ASSIGNMENT
From the first line through the one containing "pub fn cancel_handle(&self)", restate the listing word for word, and give no other lines.

RECORDED DATA
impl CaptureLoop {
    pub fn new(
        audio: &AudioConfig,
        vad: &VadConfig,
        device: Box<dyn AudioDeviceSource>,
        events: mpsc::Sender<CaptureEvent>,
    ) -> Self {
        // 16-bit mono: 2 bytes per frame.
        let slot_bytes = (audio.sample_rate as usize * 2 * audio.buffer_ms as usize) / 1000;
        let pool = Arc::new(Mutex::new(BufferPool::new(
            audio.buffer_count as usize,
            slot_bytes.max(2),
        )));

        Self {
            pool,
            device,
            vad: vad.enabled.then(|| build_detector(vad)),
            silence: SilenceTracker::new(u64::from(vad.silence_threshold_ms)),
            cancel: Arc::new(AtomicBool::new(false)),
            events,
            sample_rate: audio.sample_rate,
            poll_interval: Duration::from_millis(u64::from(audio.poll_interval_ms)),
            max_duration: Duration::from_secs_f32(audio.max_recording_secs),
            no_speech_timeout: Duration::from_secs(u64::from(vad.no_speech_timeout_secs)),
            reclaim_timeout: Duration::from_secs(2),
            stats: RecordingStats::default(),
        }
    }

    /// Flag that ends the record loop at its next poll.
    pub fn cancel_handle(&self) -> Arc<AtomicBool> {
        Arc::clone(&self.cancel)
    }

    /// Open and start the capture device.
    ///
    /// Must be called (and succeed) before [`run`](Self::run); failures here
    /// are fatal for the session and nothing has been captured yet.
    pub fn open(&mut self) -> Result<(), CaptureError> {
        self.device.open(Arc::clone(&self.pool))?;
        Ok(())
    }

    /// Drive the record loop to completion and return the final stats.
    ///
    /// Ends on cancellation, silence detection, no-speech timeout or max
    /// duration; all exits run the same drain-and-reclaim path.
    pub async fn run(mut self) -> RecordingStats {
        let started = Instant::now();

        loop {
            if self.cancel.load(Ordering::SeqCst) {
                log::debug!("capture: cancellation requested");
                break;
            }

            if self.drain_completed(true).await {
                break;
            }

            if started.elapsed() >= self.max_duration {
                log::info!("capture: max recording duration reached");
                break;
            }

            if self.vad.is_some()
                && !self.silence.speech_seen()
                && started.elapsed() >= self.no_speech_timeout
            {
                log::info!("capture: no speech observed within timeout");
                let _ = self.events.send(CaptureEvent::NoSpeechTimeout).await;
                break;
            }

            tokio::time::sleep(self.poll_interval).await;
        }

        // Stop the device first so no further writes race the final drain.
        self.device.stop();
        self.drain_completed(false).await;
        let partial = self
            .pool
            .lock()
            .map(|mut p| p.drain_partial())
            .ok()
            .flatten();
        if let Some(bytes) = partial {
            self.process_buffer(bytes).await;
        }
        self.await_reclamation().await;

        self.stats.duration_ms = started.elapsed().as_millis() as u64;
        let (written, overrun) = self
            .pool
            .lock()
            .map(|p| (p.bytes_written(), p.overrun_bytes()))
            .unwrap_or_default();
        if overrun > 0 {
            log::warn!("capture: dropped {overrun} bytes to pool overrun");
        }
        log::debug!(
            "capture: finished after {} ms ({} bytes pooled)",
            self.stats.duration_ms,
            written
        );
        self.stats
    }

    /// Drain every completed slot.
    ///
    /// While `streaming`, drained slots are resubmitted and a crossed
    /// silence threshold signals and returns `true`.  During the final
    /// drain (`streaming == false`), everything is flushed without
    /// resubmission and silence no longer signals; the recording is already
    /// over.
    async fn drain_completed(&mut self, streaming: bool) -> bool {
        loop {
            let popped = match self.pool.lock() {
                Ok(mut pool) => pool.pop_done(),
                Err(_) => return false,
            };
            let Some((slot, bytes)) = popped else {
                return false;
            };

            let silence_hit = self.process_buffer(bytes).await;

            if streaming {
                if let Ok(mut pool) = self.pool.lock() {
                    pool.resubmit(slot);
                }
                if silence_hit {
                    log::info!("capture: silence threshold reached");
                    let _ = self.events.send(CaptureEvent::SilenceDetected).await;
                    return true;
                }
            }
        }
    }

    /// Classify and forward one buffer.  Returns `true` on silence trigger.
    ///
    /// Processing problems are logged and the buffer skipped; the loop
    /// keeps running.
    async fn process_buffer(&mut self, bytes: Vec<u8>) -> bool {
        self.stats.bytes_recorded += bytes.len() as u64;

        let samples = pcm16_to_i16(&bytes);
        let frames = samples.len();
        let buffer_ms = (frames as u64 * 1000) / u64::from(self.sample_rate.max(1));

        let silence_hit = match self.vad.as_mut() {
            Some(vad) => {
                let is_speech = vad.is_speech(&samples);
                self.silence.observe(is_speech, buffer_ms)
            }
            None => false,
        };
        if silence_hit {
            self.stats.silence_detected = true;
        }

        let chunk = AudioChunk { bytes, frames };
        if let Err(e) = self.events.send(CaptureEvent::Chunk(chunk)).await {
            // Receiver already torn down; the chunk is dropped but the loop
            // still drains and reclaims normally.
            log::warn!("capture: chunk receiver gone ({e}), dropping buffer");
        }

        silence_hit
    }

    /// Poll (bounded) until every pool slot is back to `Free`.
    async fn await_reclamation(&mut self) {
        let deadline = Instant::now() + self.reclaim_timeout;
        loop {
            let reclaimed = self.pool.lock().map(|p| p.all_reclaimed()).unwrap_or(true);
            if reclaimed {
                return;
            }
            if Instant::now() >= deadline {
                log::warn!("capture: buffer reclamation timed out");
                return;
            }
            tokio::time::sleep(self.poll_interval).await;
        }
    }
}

THE COMPLETED TASK
impl CaptureLoop {
    pub fn new(
        audio: &AudioConfig,
        vad: &VadConfig,
        device: Box<dyn AudioDeviceSource>,
        events: mpsc::Sender<CaptureEvent>,
    ) -> Self {
        // 16-bit mono: 2 bytes per frame.
        let slot_bytes = (audio.sample_rate as usize * 2 * audio.buffer_ms as usize) / 1000;
        let pool = Arc::new(Mutex::new(BufferPool::new(
            audio.buffer_count as usize,
            slot_bytes.max(2),
        )));

        Self {
            pool,
            device,
            vad: vad.enabled.then(|| build_detector(vad)),
            silence: SilenceTracker::new(u64::from(vad.silence_threshold_ms)),
            cancel: Arc::new(AtomicBool::new(false)),
            events,
            sample_rate: audio.sample_rate,
            poll_interval: Duration::from_millis(u64::from(audio.poll_interval_ms)),
            max_duration: Duration::from_secs_f32(audio.max_recording_secs),
            no_speech_timeout: Duration::from_secs(u64::from(vad.no_speech_timeout_secs)),
            reclaim_timeout: Duration::from_secs(2),
            stats: RecordingStats::default(),
        }
    }

    /// Flag that ends the record loop at its next poll.
    pub fn cancel_handle(&self) -> Arc<AtomicBool> {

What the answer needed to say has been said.